What you should do:
Quote the data below in full, please, without altering anything.

[[ Listed entries, beginning ]]

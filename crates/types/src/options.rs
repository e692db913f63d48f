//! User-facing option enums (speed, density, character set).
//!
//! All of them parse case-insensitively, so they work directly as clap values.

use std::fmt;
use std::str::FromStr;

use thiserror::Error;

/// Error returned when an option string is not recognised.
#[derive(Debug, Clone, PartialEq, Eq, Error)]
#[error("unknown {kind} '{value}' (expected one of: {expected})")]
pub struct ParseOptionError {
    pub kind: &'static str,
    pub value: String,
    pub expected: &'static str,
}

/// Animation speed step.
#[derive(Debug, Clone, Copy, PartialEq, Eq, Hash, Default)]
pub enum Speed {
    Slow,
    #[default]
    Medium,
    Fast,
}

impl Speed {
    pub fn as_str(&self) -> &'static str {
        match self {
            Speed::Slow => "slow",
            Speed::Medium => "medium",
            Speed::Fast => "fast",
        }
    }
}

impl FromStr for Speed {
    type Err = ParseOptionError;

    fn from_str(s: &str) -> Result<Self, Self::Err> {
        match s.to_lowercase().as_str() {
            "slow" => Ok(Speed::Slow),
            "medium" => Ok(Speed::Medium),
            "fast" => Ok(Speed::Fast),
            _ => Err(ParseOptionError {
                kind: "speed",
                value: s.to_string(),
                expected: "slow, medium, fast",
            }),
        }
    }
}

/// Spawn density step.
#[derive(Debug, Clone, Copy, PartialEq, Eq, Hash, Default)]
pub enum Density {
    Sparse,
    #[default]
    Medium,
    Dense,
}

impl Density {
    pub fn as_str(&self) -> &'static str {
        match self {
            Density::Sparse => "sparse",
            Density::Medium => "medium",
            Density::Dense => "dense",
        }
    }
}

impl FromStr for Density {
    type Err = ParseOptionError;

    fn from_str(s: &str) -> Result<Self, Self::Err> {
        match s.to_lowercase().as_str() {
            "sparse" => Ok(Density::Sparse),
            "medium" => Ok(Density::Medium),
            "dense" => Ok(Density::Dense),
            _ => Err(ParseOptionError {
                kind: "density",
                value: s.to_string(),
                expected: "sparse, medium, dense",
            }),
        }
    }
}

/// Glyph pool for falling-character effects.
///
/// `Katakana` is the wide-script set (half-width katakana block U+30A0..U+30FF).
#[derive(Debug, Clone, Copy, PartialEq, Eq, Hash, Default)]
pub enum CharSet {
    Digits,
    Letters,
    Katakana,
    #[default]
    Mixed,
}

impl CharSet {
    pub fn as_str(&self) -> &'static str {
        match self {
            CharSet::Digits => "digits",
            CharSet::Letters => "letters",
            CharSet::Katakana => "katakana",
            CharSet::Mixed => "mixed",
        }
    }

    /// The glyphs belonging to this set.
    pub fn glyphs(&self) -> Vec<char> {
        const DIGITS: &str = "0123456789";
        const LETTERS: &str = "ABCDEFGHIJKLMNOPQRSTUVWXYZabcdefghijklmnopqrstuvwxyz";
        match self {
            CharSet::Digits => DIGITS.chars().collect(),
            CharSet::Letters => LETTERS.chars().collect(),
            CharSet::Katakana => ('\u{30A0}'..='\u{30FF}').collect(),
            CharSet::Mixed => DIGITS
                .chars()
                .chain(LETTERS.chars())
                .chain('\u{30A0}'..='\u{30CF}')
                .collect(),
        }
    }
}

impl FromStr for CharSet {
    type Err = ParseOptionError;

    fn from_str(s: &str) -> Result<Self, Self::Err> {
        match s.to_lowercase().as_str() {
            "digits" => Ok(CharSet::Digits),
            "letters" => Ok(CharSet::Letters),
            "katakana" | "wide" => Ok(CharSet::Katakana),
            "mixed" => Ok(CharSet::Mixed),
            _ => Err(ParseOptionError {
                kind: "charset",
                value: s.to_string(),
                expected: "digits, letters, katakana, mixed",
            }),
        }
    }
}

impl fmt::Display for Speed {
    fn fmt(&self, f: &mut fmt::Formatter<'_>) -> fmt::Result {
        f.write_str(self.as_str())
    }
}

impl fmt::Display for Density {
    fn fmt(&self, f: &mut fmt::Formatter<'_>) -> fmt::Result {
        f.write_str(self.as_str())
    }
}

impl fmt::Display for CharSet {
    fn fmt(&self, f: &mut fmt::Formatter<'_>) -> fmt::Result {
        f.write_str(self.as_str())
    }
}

[[ Listed entries, end ]]

Solved problem:
filename crates/types/src/options.rs
repository e692db913f63d48f
//! User-facing option enums (speed, density, character set).
//!
//! All of them parse case-insensitively, so they work directly as clap values.

use std::fmt;
use std::str::FromStr;

use thiserror::Error;

/// Error returned when an option string is not recognised.
#[derive(Debug, Clone, PartialEq, Eq, Error)]
#[error("unknown {kind} '{value}' (expected one of: {expected})")]
pub struct ParseOptionError {
    pub kind: &'static str,
    pub value: String,
    pub expected: &'static str,
}

/// Animation speed step.
#[derive(Debug, Clone, Copy, PartialEq, Eq, Hash, Default)]
pub enum Speed {
    Slow,
    #[default]
    Medium,
    Fast,
}

impl Speed {
    pub fn as_str(&self) -> &'static str {
        match self {
            Speed::Slow => "slow",
            Speed::Medium => "medium",
            Speed::Fast => "fast",
        }
    }
}

impl FromStr for Speed {
    type Err = ParseOptionError;

    fn from_str(s: &str) -> Result<Self, Self::Err> {
        match s.to_lowercase().as_str() {
            "slow" => Ok(Speed::Slow),
            "medium" => Ok(Speed::Medium),
            "fast" => Ok(Speed::Fast),
            _ => Err(ParseOptionError {
                kind: "speed",
                value: s.to_string(),
                expected: "slow, medium, fast",
            }),
        }
    }
}

/// Spawn density step.
#[derive(Debug, Clone, Copy, PartialEq, Eq, Hash, Default)]
pub enum Density {
    Sparse,
    #[default]
    Medium,
    Dense,
}

impl Density {
    pub fn as_str(&self) -> &'static str {
        match self {
            Density::Sparse => "sparse",
            Density::Medium => "medium",
            Density::Dense => "dense",
        }
    }
}

impl FromStr for Density {
    type Err = ParseOptionError;

    fn from_str(s: &str) -> Result<Self, Self::Err> {
        match s.to_lowercase().as_str() {
            "sparse" => Ok(Density::Sparse),
            "medium" => Ok(Density::Medium),
            "dense" => Ok(Density::Dense),
            _ => Err(ParseOptionError {
                kind: "density",
                value: s.to_string(),
                expected: "sparse, medium, dense",
            }),
        }
    }
}

/// Glyph pool for falling-character effects.
///
/// `Katakana` is the wide-script set (half-width katakana block U+30A0..U+30FF).
#[derive(Debug, Clone, Copy, PartialEq, Eq, Hash, Default)]
pub enum CharSet {
    Digits,
    Letters,
    Katakana,
    #[default]
    Mixed,
}

impl CharSet {
    pub fn as_str(&self) -> &'static str {
        match self {
            CharSet::Digits => "digits",
            CharSet::Letters => "letters",
            CharSet::Katakana => "katakana",
            CharSet::Mixed => "mixed",
        }
    }

    /// The glyphs belonging to this set.
    pub fn glyphs(&self) -> Vec<char> {
        const DIGITS: &str = "0123456789";
        const LETTERS: &str = "ABCDEFGHIJKLMNOPQRSTUVWXYZabcdefghijklmnopqrstuvwxyz";
        match self {
            CharSet::Digits => DIGITS.chars().collect(),
            CharSet::Letters => LETTERS.chars().collect(),
            CharSet::Katakana => ('\u{30A0}'..='\u{30FF}').collect(),
            CharSet::Mixed => DIGITS
                .chars()
                .chain(LETTERS.chars())
                .chain('\u{30A0}'..='\u{30CF}')
                .collect(),
        }
    }
}

impl FromStr for CharSet {
    type Err = ParseOptionError;

    fn from_str(s: &str) -> Result<Self, Self::Err> {
        match s.to_lowercase().as_str() {
            "digits" => Ok(CharSet::Digits),
            "letters" => Ok(CharSet::Letters),
            "katakana" | "wide" => Ok(CharSet::Katakana),
            "mixed" => Ok(CharSet::Mixed),
            _ => Err(ParseOptionError {
                kind: "charset",
                value: s.to_string(),
                expected: "digits, letters, katakana, mixed",
            }),
        }
    }
}

impl fmt::Display for Speed {
    fn fmt(&self, f: &mut fmt::Formatter<'_>) -> fmt::Result {
        f.write_str(self.as_str())
    }
}

impl fmt::Display for Density {
    fn fmt(&self, f: &mut fmt::Formatter<'_>) -> fmt::Result {
        f.write_str(self.as_str())
    }
}

impl fmt::Display for CharSet {
    fn fmt(&self, f: &mut fmt::Formatter<'_>) -> fmt::Result {
        f.write_str(self.as_str())
    }
}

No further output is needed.